Pertama, dari mana sumbernya, dan kedua untuk tujuan apa ia dikaruniakan. Dalam 1 Kor. 12 : 12 – 31 disebutkan bahwa bahasa roh (glosolali) adalah salah satu karunia, jadi bukan satu-satunya karunia, sebagai pertanda hidup yang dikuasai Roh Kudus. Kecenderungan yang ada sekarang justru sebaliknya. Yang sering diajarkan sekarang adalah apabila seseorang diurapi oleh Roh Kudus ia otomatis akan berbahasa Roh. Tanda diurapi oleh Roh Kudus, kata mereka, adalah dapat Berbahasa Roh. Ajaran ini jelas-jelas bertentangan dengan Firman Allah sebagaimana tercantum dalam 1 Kor. 12 dan bertolak belakang dengan isi dari Gal. 5 : 22 – 23 dan juga jelas-jelas ajaran ini membatasi pekerjaan Roh Kudus itu sendiri.
Menurut laporan yang tertulis dalam 1 Kor. 14 Rasul Paulus agaknya menemukan kecenderungan penyelewengan terhadap bahasa yang satu ini dalam peribadahan, pada waktu itu. Itulah sebabnya dia mengingatkan dalam ayat 27-28 : “Jika ada yang berkat-kata dengan bahasa Roh, biarlah dua atau sebanyak-banyaknya tiga orang, seorang demi seorang dan harus ada orang lain yang menafsirkannya. Jika tidak ada orang yang dapat menafsirkannya hendaklah mereka berdiam diri dalam pertemuan Jemaat dan hanya boleh berkata-kata dengan dirinya sendiri kepada Allah”. Lalu apa yang kita temukan sekarang ?
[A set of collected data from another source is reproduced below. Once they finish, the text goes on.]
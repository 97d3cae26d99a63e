use crate::entities::Item;
use itertools::Itertools;
use ordered_float::OrderedFloat;
use std::cmp::Reverse;

/// Order in which the shelf packer places items: tallest first, then widest first, then by input index.
pub fn decreasing_height<L>(items: Vec<Item<L>>) -> Vec<Item<L>> {
    items
        .into_iter()
        .sorted_by_key(|item| {
            (
                Reverse(OrderedFloat(item.height)),
                Reverse(OrderedFloat(item.width)),
                item.index,
            )
        })
        .collect_vec()
}

/// Order in which the guillotine packer places items: longest side first, then by input index.
pub fn decreasing_longest_side<L>(items: Vec<Item<L>>) -> Vec<Item<L>> {
    items
        .into_iter()
        .sorted_by_key(|item| {
            (
                Reverse(OrderedFloat(f64::max(item.width, item.height))),
                item.index,
            )
        })
        .collect_vec()
}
Yang terjadi sekarang adalah semua Jemaat berlomba-lomba berbahasa “aneh” yang diklaim sebagai bahasa Roh, tidak punya aturan, tidak ada orang yang menafsirkannya.
Persis seperti yang pernah ditegur oleh Paulus dulu karena memang tidak sesuai dengan Firman Tuhan.

3.2. Disamping amat menekankan pentingnya bahasa Roh hal lain yang menjadi ciri khas mereka adalah menekankan pentingnya karunia penyembuhan. Sayangnya karunia yang pada mulanya dimaksudkan sebagai sarana atau alat dalam penginjilan, sekarang cenderung berubah menjadi tujuan. Karena itu tidaklah terlalu mengherankan kalau karunia-karunia, khususnya penyembuhan, sering dipaksakan dan bahkan tidak jarang dimanipulir.

4) Baptis Ulang

Baptis ulang sebetulnya tidak merupakan ciri umum dari gerekan kharismatik. Sebagaimana disebut pada bagian sebelumnya baik YPPI maupun PII sebagai organisasi keagamaan yang bercorak kharismatik jelas-jelas tidak menganjurkan apalagi memaksakan baptis ulang bagi anggota barunya.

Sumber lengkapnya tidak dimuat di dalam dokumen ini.